Вот что происходит в третьем эпизоде. Партнера тоже зовут на В — Владимир, и соответственно Володичка, — но фонетический рисунок уменьшительного имени оказывается несколько отличным. Иной характер носит и партнерство с ветеринаром — это не брак, а незаконное сожительство. А главное, к нему оказывается неприменимо солидарное «мы с Х-ом». Напротив, партнер дает отпор претензиям героини на апроприацию его профессиональных суждений и возвращает ей ее любимое местоимение, на этот раз включающее его и его коллег, а ее исключающее:
Когда к нему приходили <…>его сослуживцы по полку, то она <…> начинала говорить о<…>о жемчужной болезни, о городских бойнях, а он страшно конфузился<…> и шипел сердито: — Я ведь просил тебя не говорить о том, чего ты не понимаешь! Когда мы, ветеринары, говорим между собой, то, пожалуйста, не вмешивайся<…> — Володичка, о чем же мне говорить?![218]

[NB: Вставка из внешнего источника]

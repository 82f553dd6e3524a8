//! Certificate store: append-only timestamped PEM folders on disk with an
//! in-memory read cache.
//!
//! Layout: `<certs_dir>/<domain>/<YYYY-MM-DD_HH-MM-SS>/{certificate.pem,
//! private_key.pem}`. The latest certificate is the folder with the
//! lexicographically greatest name; the 1 s timestamp resolution is backed
//! by a numeric suffix on collision so rapid renewals never overwrite.

use parking_lot::RwLock;
use std::collections::HashMap;
use std::path::{Path, PathBuf};
use std::time::{Duration, Instant};
use x509_parser::parse_x509_certificate;

use crate::prelude::*;

const CERT_FILE_NAME: &str = "certificate.pem";
const PRIVATE_KEY_FILE_NAME: &str = "private_key.pem";

/// A PEM certificate/key pair plus the remaining validity derived at
/// resolve time.
#[derive(Debug, Clone)]
pub struct Certificate {
	pub cert_pem: Box<str>,
	pub key_pem: Box<str>,
	pub ttl: Duration,
}

pub trait CertificateStore: Send + Sync {
	/// Persists a new certificate version for the domain.
	fn store(&self, domain: &str, cert: &Certificate) -> SwResult<()>;
	/// Resolves and validates the latest certificate for the domain.
	fn resolve(&self, domain: &str) -> SwResult<Certificate>;
}

// Disk store //
//************//

pub struct TlsStore {
	root: PathBuf,
}

impl TlsStore {
	pub fn new(root: impl Into<PathBuf>) -> Self {
		Self { root: root.into() }
	}

	/// Picks a fresh folder name: the current timestamp, suffixed with the
	/// first free `-<n>` when a same-second write already exists.
	fn output_dir(&self, domain: &str) -> PathBuf {
		let base = Timestamp::now().folder_name();
		let domain_dir = self.root.join(domain);
		let mut candidate = domain_dir.join(&base);
		let mut n = 0;
		while candidate.exists() {
			n += 1;
			candidate = domain_dir.join(format!("{}-{}", base, n));
		}
		candidate
	}

	fn latest_dir(&self, domain: &str) -> SwResult<PathBuf> {
		let domain_dir = self.root.join(domain);
		let entries = match std::fs::read_dir(&domain_dir) {
			Ok(entries) => entries,
			Err(err) if err.kind() == std::io::ErrorKind::NotFound => {
				return Err(Error::CertificateNotFound(domain.into()));
			}
			Err(err) => return Err(err.into()),
		};

		let mut latest: Option<String> = None;
		for entry in entries {
			let entry = entry?;
			if !entry.file_type()?.is_dir() {
				continue;
			}
			let name = entry.file_name().to_string_lossy().into_owned();
			if latest.as_deref().is_none_or(|cur| name.as_str() > cur) {
				latest = Some(name);
			}
		}

		match latest {
			Some(name) => Ok(domain_dir.join(name)),
			None => Err(Error::CertificateNotFound(domain.into())),
		}
	}
}

/// Parses the leaf certificate, checks the validity window and fills in the
/// remaining TTL.
pub fn validate(cert: &mut Certificate) -> SwResult<()> {
	let block = pem::parse(cert.cert_pem.as_bytes()).map_err(|_| Error::InvalidPem)?;
	let (_, parsed) = parse_x509_certificate(block.contents()).map_err(|_| Error::InvalidPem)?;

	let now = Timestamp::now().0;
	let not_before = parsed.validity().not_before.timestamp();
	let not_after = parsed.validity().not_after.timestamp();
	if now < not_before || now > not_after {
		return Err(Error::CertificateExpired);
	}

	cert.ttl = Duration::from_secs((not_after - now).max(0) as u64);
	Ok(())
}

impl CertificateStore for TlsStore {
	fn store(&self, domain: &str, cert: &Certificate) -> SwResult<()> {
		let dir = self.output_dir(domain);
		std::fs::create_dir_all(&dir)?;
		std::fs::write(dir.join(CERT_FILE_NAME), cert.cert_pem.as_bytes())?;
		std::fs::write(dir.join(PRIVATE_KEY_FILE_NAME), cert.key_pem.as_bytes())?;
		Ok(())
	}

	fn resolve(&self, domain: &str) -> SwResult<Certificate> {
		let dir = self.latest_dir(domain)?;
		let cert_pem = read_pem_file(&dir.join(CERT_FILE_NAME), domain)?;
		let key_pem = read_pem_file(&dir.join(PRIVATE_KEY_FILE_NAME), domain)?;

		let mut cert = Certificate { cert_pem, key_pem, ttl: Duration::ZERO };
		validate(&mut cert)?;
		Ok(cert)
	}
}

fn read_pem_file(path: &Path, domain: &str) -> SwResult<Box<str>> {
	match std::fs::read_to_string(path) {
		Ok(data) => Ok(data.into_boxed_str()),
		Err(err) if err.kind() == std::io::ErrorKind::NotFound => {
			Err(Error::CertificateNotFound(domain.into()))
		}
		Err(err) => Err(err.into()),
	}
}

// Cache layer //
//*************//

const CACHE_TTL: Duration = Duration::from_secs(15 * 60);

struct CacheEntry {
	cert: Certificate,
	inserted: Instant,
}

/// Wraps a store with an expiring in-memory map. Every successful `store`
/// primes the cache; readers revalidate freshness through the certificate's
/// own `ttl` field.
pub struct CachedCertStore<S> {
	store: S,
	cache: RwLock<HashMap<Box<str>, CacheEntry>>,
}

impl<S: CertificateStore> CachedCertStore<S> {
	pub fn new(store: S) -> Self {
		Self { store, cache: RwLock::new(HashMap::new()) }
	}

	fn prime(&self, domain: &str, cert: Certificate) {
		self.cache
			.write()
			.insert(domain.into(), CacheEntry { cert, inserted: Instant::now() });
	}
}

impl<S: CertificateStore> CertificateStore for CachedCertStore<S> {
	fn store(&self, domain: &str, cert: &Certificate) -> SwResult<()> {
		self.store.store(domain, cert)?;
		let mut cert = cert.clone();
		// Derive the TTL so cached reads match a disk resolve
		if validate(&mut cert).is_ok() {
			self.prime(domain, cert);
		}
		Ok(())
	}

	fn resolve(&self, domain: &str) -> SwResult<Certificate> {
		{
			let cache = self.cache.read();
			if let Some(entry) = cache.get(domain) {
				if entry.inserted.elapsed() < CACHE_TTL {
					return Ok(entry.cert.clone());
				}
			}
		}

		let cert = self.store.resolve(domain)?;
		self.prime(domain, cert.clone());
		Ok(cert)
	}
}


// vim: ts=4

В интересующем нас метасловесном плане можно констатировать, что хорошее владение грамматическими категориями, в данном случае местоимением 1‐го л. мн. ч., спасает ветеринару жизнь.
Вместе с двучленным мы с В-чкой отменяется и включенность героини в более широкий круг «своих», а заодно и «присвоение мнений», чем предвещается негативный следующий эпизод[219].
Важную роль в этом повороте играет медиаторская промежуточность третьего партнера. С одной стороны, он вроде бы «свой»:
— очередной партнер героини,
— отец следующего партнера,
— живущий в ее доме;
с другой стороны — «чужой»:
— иногородний, откуда-то приезжающий и куда-то уезжающий,
— принадлежащий своему полку
— и своей жене,
— не находящийся с героиней в интимных отношениях ни в начале, ни в конце своего пребывания в городе.
Соответственно — и на чуждость, и на свойскость — работают тут ворота, окруженные созвездием знакомых мотивов:
В один жаркий июльский день<…> когда по улице гнали городское стадо и весь двор наполнился облаками пыли, вдруг кто-то постучал в калитку. Оленька пошла сама отворять и <…>обомлела: за воротами стоял ветеринар Смирнин [так сказать, чужой среди своих].
В связи с непереводимостью оборота «мы с Х-ом» стоит коснуться вопроса о принципах работы Чехова со словом — как в «Душечке», так и вообще в его зрелой прозе. Принято считать, что чеховское письмо — не особо выисканное, скорее какое-то нейтрально-интеллигентское. Ср.:
Серьезный недостаток Чехова — его русский язык, бесцветный и лишенный индивидуальности. У него не было чувства слова. Ни один русский писатель такого масштаба не писал таким безжизненным и безличным языком. Поэтому Чехова так легко переводить (не считая местных аллюзий, реалий и некоторых «словечек»). Из всех русских писателей ему меньше всего опасно коварство переводчиков[220].
Это писано всего два десятка лет спустя после смерти Чехова — без пиетета по отношению к не совсем еще канонизированному классику и до какой-то степени справедливо. Но не во всем.